教室に入ると、先輩はいつも通りの天真爛漫な笑顔で俺を見つけた。
「お疲れ、優希くん!クリスマスどうだった?」
優希は思わず苦笑する。
実は、彼女とクリスマスに別れ話をしてくると先輩には宣言していたのだ。
「その…別れられませんでした」
「ええ!?」
先輩は大きな声で驚き、周囲の目がこちらに向いた。
「声大きいです……とりあえず、別の部屋行きませんか」
俺は先輩に話を聞いてもらうため、隣の部屋に移動した。先輩は、俺の目の前に座った。その自然な距離感に、少し動揺しながらも、昨日のことを順を追って話し始める。
「彼女とは遠距離で、会えないことが多くて…LINEや電話のタイミングも合わなくて…正直、このまま続ける意味があるのか分からなくなって…」
先輩は興味津々に耳を傾け、時折頷く。その表情は無邪気で、まるで楽しそうに話を聞いているだけのように見えた。俺は、自然に自分の本音を少しずつ吐き出していく。

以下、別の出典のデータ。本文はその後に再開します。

/// An image service keeping metadata and history in memory.
///
/// Images without explicit metadata declare a single `web` process.
#[derive(Debug)]
pub struct FakeImages {
    /// Injected failures; keys are image names, or app names for
    /// `current` and `list`.
    pub faults: Faults,
    web_process: Mutex<String>,
    custom_data: Mutex<HashMap<String, ImageMetadata>>,
    manifests: Mutex<HashMap<String, AppManifest>>,
    history: Mutex<Vec<String>>,
    cleaned: Mutex<Vec<String>>,
}

impl Default for FakeImages {
    fn default() -> Self {
        Self {
            faults: Faults::default(),
            web_process: Mutex::new("web".to_string()),
            custom_data: Mutex::new(HashMap::new()),
            manifests: Mutex::new(HashMap::new()),
            history: Mutex::new(Vec::new()),
            cleaned: Mutex::new(Vec::new()),
        }
    }
}

impl FakeImages {
    /// Creates a service with no deployed image.
    #[must_use]
    pub fn new() -> Self {
        Self::default()
    }

    /// Sets the web process of every image.
    pub fn set_web_process(&self, name: &str) {
        *self.web_process.lock() = name.to_string();
    }

    /// Sets the processes declared by `image`.
    pub fn set_custom_data(&self, image: &str, data: ImageMetadata) {
        self.custom_data.lock().insert(image.to_string(), data);
    }

    /// Sets the manifest attached to `image`.
    pub fn set_manifest(&self, image: &str, manifest: AppManifest) {
        self.manifests.lock().insert(image.to_string(), manifest);
    }

    /// Makes `image` the currently deployed image.
    pub fn set_current(&self, image: &str) {
        let mut history = self.history.lock();
        if history.last().map(String::as_str) != Some(image) {
            history.push(image.to_string());
        }
    }

    /// Replaces the image history, oldest first.
    pub fn set_history(&self, images: &[&str]) {
        *self.history.lock() = images.iter().map(ToString::to_string).collect();
    }

    /// Returns the image history, oldest first.
    #[must_use]
    pub fn history(&self) -> Vec<String> {
        self.history.lock().clone()
    }

    /// Returns the images cleaned so far.
    #[must_use]
    pub fn cleaned(&self) -> Vec<String> {
        self.cleaned.lock().clone()
    }
}

#[async_trait]
impl ImageService for FakeImages {
    async fn web_process_name(&self, image: &str) -> Result<String> {
        self.faults
            .check("web_process", image)
            .map_err(ProvisionError::Image)?;
        if image.is_empty() {
            return Ok(String::new());
        }
        Ok(self.web_process.lock().clone())
    }

    async fn custom_data(&self, image: &str) -> Result<ImageMetadata> {
        self.faults
            .check("custom_data", image)
            .map_err(ProvisionError::Image)?;
        let data = self.custom_data.lock().get(image).cloned();
        Ok(data.unwrap_or_else(|| ImageMetadata {
            processes: BTreeMap::from([("web".to_string(), "python app.py".to_string())]),
        }))
    }

    async fn manifest(&self, image: &str) -> Result<AppManifest> {
        self.faults
            .check("manifest", image)
            .map_err(ProvisionError::Image)?;
        Ok(self
            .manifests
            .lock()
            .get(image)
            .cloned()
            .unwrap_or_default())
    }

    async fn current_image_name(&self, app: &str) -> Result<String> {
        self.faults
            .check("current", app)
            .map_err(ProvisionError::Image)?;
        self.history
            .lock()
            .last()
            .cloned()
            .ok_or(ProvisionError::NoImagesAvailable)
    }

    async fn append_image_name(&self, _app: &str, image: &str) -> Result<()> {
        self.faults
            .check("append", image)
            .map_err(ProvisionError::Image)?;
        self.history.lock().push(image.to_string());
        Ok(())
    }

    async fn list_app_images(&self, app: &str) -> Result<Vec<String>> {
        self.faults
            .check("list", app)
            .map_err(ProvisionError::Image)?;
        Ok(self.history())
    }

    async fn clean_image(&self, _app: &str, image: &str) -> Result<()> {
        self.faults
            .check("clean", image)
            .map_err(ProvisionError::Image)?;
        self.history.lock().retain(|i| i != image);
        self.cleaned.lock().push(image.to_string());
        Ok(())
    }
}

/// An application tracking which units are bound.
#[derive(Debug)]
pub struct FakeApp {
    /// Injected failures; keys are unit names.
    pub faults: Faults,
    name: String,
    platform: String,
    env: HashMap<String, String>,
    bound: Mutex<BTreeSet<String>>,
}

impl FakeApp {
    /// Creates a python application carrying an app token.
    #[must_use]
    pub fn new(name: impl Into<String>) -> Self {
        Self {
            faults: Faults::default(),
            name: name.into(),
            platform: "python".to_string(),
            env: HashMap::from([("TSURU_APP_TOKEN".to_string(), "app-token".to_string())]),
            bound: Mutex::new(BTreeSet::new()),
        }
    }

    /// Sets an environment variable.
    #[must_use]
    pub fn with_env(mut self, key: impl Into<String>, value: impl Into<String>) -> Self {
        self.env.insert(key.into(), value.into());
        self
    }

    /// Marks a unit as bound.
    pub fn mark_bound(&self, unit: &str) {
        self.bound.lock().insert(unit.to_string());
    }

    /// Returns the names of bound units, sorted.
    #[must_use]
    pub fn bound(&self) -> Vec<String> {
        self.bound.lock().iter().cloned().collect()
    }
}

#[async_trait]
impl App for FakeApp {
    fn name(&self) -> &str {
        &self.name
    }

    fn platform(&self) -> &str {
        &self.platform
    }

    fn env(&self, key: &str) -> Option<String> {
        self.env.get(key).cloned()
    }

    async fn bind_unit(&self, unit: &Unit) -> Result<()> {
        self.faults
            .check("bind", &unit.name)
            .map_err(|message| ProvisionError::bind(&unit.name, message))?;
        self.bound.lock().insert(unit.name.clone());
        Ok(())
    }

    async fn unbind_unit(&self, unit: &Unit) -> Result<()> {
        self.faults
            .check("unbind", &unit.name)
            .map_err(|message| ProvisionError::Other(anyhow::anyhow!(message)))?;
        self.bound.lock().remove(&unit.name);
        Ok(())
    }
}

「……先輩も、彼氏さんと別れ話とかしたことあります?」
俺はつい口にしてしまった。
先輩はふっと笑い、軽く肩をすくめる。
「あるよー。私も別れようかと思って話を切り出したことはある。でも結局、思い出が忘れられなくて、ずっと付き合ってるんだよね。でもやっぱりこの人でいいのかなーって悩むこともあるし。……実は、他の恋愛もしてみたいと思ったり」
その話に、俺は少しだけ息を飲む。先輩も、迷いながら恋愛をしているんだと知って、どこか安心すると同時に、なぜか心の奥がざわついた。
「なるほど……そういうこともあるんですね……」
優希は答えるが、心臓の奥が少し高鳴るのを感じる。まだ先輩に特別な感情はないはずなのに、何か胸の奥が動揺している。
すると、先輩は冗談めかして、突然言った。
「ねぇ、浮気しちゃう?」
俺は咄嗟に目を見開く。まさか相談の流れでそんなことを言われるとは思わなかった。理性では「冗談だ」と分かっているのに、胸の奥がざわざわと揺れ、動揺を隠せない。
「え、え…?」
答えに詰まる俺を見て、先輩はにやりと笑い、軽く肩を揺らした。
「うそだよー、本気にしないで!」
天真爛漫に笑う先輩の姿に、優希の心はさらに混乱する。まだ特別な感情じゃない。でも、冗談の一言で心が乱される自分に、戸惑いを覚えた。
この時、優希は初めて、自分の理性と背徳心がほんの少しだけ揺れ動いたことを自覚するのだった。